Have you heard about a part of Africa called the Matobo Hills? My husband and I recently were guests at the Matobo Hills Lodge which is about 55 km south of Bulawayo, Zimbabwe, situated in the national park of the same name. I was excited to be back in the African bush and learn more about the area away from the hustle and bustle of city life.
The hotel is perched on the top of a stunning rock formation with a commanding view of the surroundings. It is built out of the natural stone of the region, with thatched roofs so it does not scar the landscape, but rather melds seamlessly into it.
If you are looking for the perfect place to unwind and enjoy the beauty of nature then the Matobo Hills Lodge will tick all your boxes.
To avoid any confusion I need to explain that Matopo Hills, Matopo, Matopos or Matobo all refer to the same area and are simply different versions of the same name.The origin of the name is unclear but it may have originated from matombe or madombe, meaning “the rocks,” or from matobo, “bald heads.”
The park was established in 1953 and spans an area of around 3100 square kilometres. It was awarded World Heritage status in 2003 due to its diversity, history and culture.
As you enter the park you may be forgiven for thinking that you slipped through a crack into a parallel universe. The rock formations in the park are the stuff of legends. I found myself thinking that it could have been giants, playing a reckless game, tumbling and balancing the rocks, creating fascinating formations for their own pleasure. Over millions of years, these rocks have been weathered and eroded resulting in sculptural granite gems that will leave you speechless.
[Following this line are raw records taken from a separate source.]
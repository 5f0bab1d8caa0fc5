use rust_decimal::Decimal;
use serde::{Deserialize, Serialize};
use std::collections::BTreeMap;
use std::time::Instant;

use super::model::Portfolio;
use crate::math::sharpe_ratio;
use crate::optimizer::{MomentSource, PortfolioMoments};
use crate::types::{with_metadata, ComputationOutput, Money, Rate};

#[derive(Debug, Clone, Serialize, Deserialize)]
pub struct PortfolioStats {
    pub expected_return: Rate,
    pub volatility: Rate,
    pub sharpe_ratio: Decimal,
    pub max_drawdown: Option<Rate>,
    pub investment_amount: Money,
    pub cash_balance: Money,
    /// sum(value x dividend yield) over holdings with a known yield.
    pub estimated_annual_income: Money,
    pub holdings: usize,
    pub source: MomentSource,
}

/// Summary figures for a revalued portfolio.
pub fn compute_stats(
    portfolio: &Portfolio,
    moments: &PortfolioMoments,
    dividend_yields: &BTreeMap<String, Rate>,
    risk_free_rate: Rate,
) -> ComputationOutput<PortfolioStats> {
    let start = Instant::now();
    let mut warnings = Vec::new();

    let mut income = Decimal::ZERO;
    for asset in &portfolio.assets {
        match dividend_yields.get(&asset.symbol) {
            Some(y) => income += asset.value * *y,
            None => warnings.push(format!("No dividend yield for {}", asset.symbol)),
        }
    }
    if let Some(top) = portfolio.assets.iter().max_by(|a, b| a.allocation.cmp(&b.allocation)) {
        if top.allocation > Decimal::new(5, 1) {
            warnings.push(format!("Concentrated position: {} is {} of the portfolio", top.symbol, top.allocation));
        }
    }

    let output = PortfolioStats {
        expected_return: moments.expected_return,
        volatility: moments.volatility,
        sharpe_ratio: sharpe_ratio(moments.expected_return, risk_free_rate, moments.volatility)
            .round_dp(4),
        max_drawdown: moments.max_drawdown,
        investment_amount: portfolio.total_value,
        cash_balance: portfolio.cash_balance,
        estimated_annual_income: income.round_dp(2),
        holdings: portfolio.assets.len(),
        source: moments.source,
    };

    let elapsed = start.elapsed().as_micros() as u64;
    with_metadata(
        "Current allocation moments with dividend income estimate",
        &serde_json::json!({
            "risk_free_rate": risk_free_rate.to_string(),
            "observations": moments.observations,
        }),
        warnings,
        elapsed,
        output,
    )
}

#[cfg(test)]
mod tests {
    use super::*;
    use crate::portfolio::{apply_transaction, TransactionKind, TransactionRequest};
    use crate::types::{Allocation, RiskLevel};
    use chrono::Utc;
    use rust_decimal_macros::dec;

    #[test]
    fn test_income_and_sharpe() {
        let now = Utc::now();
        let mut p = Portfolio {
            id: "p".into(),
            name: None,
            version: 1,
            risk_level: RiskLevel::Moderate,
            investment_goals: vec![],
            target_allocation: Allocation::from_weights([("VTI", Decimal::ONE)]).unwrap(),
            total_value: Decimal::ZERO,
            cash_balance: Decimal::ZERO,
            assets: vec![],
            transactions: vec![],
            created_at: now,
            updated_at: now,
            last_rebalanced: None,
        };
        apply_transaction(&mut p, &TransactionRequest::cash(TransactionKind::Deposit, dec!(10000)), now).unwrap();
        apply_transaction(&mut p, &TransactionRequest::trade(TransactionKind::Buy, "VTI", dec!(40), dec!(250)), now).unwrap();

        let moments = PortfolioMoments {
            expected_return: dec!(0.08),
            volatility: dec!(0.15),
            max_drawdown: Some(dec!(0.2)),
            observations: 252,
            source: MomentSource::History,
        };
        let mut yields = BTreeMap::new();
        yields.insert("VTI".to_string(), dec!(0.014));
        let out = compute_stats(&p, &moments, &yields, dec!(0.02));
        assert_eq!(out.result.estimated_annual_income, dec!(140));
        assert_eq!(out.result.sharpe_ratio, dec!(0.4));
        assert_eq!(out.result.investment_amount, dec!(10000));
        assert!(out.warnings.iter().any(|w| w.contains("Concentrated")));
    }
}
We drove around the park at a leisurely pace, enjoying the scenery. We came across a pile of balancing rocks known as Mother and Child. I am not sure where the name came from, but it was totally appropriate. There are so many astonishing rock formations in the area that you can let your imagination run riot. What’s interesting is as the light changes so do the shapes as shadow and highlights play across the rocks. Is that a dinosaur or maybe a dragon? There are no right answers. It’s whatever you want it to be.
My Impressions of the Matobo Hills Lodge
As arrived we were greeted at our car and shown to the reception and bar area, past a breathtaking pool, set in the rocks. While the pool is gorgeous by day, it is even more beautiful when it is lit up at night and the light sparkles and dances on the rippling water.
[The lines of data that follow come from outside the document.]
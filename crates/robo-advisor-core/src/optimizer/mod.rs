//! Mean-variance estimation and efficient-frontier construction.

pub mod estimates;
pub mod frontier;

pub use estimates::{
    assumed_moments, estimate_from_series, historical_moments, MarketEstimates, MomentSource,
    PortfolioMoments,
};
pub use frontier::{
    compute_efficient_frontier, evaluate_allocation, select_for_risk_level, EfficientFrontier,
    EfficientFrontierPoint, FrontierParams,
};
Without further ado, we were shown to our thatched chalet. It too was built by local craftsman using the granite of the area. There are only 18 chalets on the property so you can enjoy your panoramic views with minimum interruption from your fellow guests.
The chalet was large and well-appointed with a sitting area and a selection of local teas and coffee. Huge windows allow sunlight to stream into the rooms while also offering a great view of the panoramic landscape. It has an undoubtedly African feel to it which was echoed in the furnishings.
Just outside our door, a large rock monitor lizard ambled past. Shortly after that, the cutest elephant shrew made an appearance. There was a whole ecosystem on the doorstep.
Food for the soul
As tempting as it was to stay in the chalet it was time for lunch. We made our way to the bar area and were served a delicious 3-course lunch on the terrace. I was fascinated by a variety of lizards and geckos all soaking up the sun. I unintentionally dropped a piece of cauliflower and within seconds the lizards were eating it. The male displayed beautiful rainbow colours. How else could he catch the eye of the girl of his dreams?
The bar area and the terrace are also an ideal place to watch the sunset. I naturally had to try the signature cocktail, the Puff Adder. It is vodka based with local orange crush added, lemonade. gingerbeer, bitters and a few other secret ingredients. It’s refreshing and of course delicious, and an ideal drink to enjoy after a hot day exploring.
Dinner is announced with the beat of a drum that echoes and bounces off the rocks. Once again it was a delicious 3-course meal, served alfresco. There is also a fair selection of wines available and we enjoyed an ice cold bottle of rose, a perfect way to end the day.
Up close with Rhinos
The next morning our day started early with a delicious breakfast, cooked over a fire. I suddenly realized just how hungry I was when I smelt the sausages sizzling. Our guide arrived after breakfast and it was time to track down a rhino or two.
Very few rhinos survive today due to poaching and loss of habitat. The Matopo National Park has made a concerted effort to protect the rhinos through constant education of the community in the area. Each group of rhinos has a couple of armed guards who protect them.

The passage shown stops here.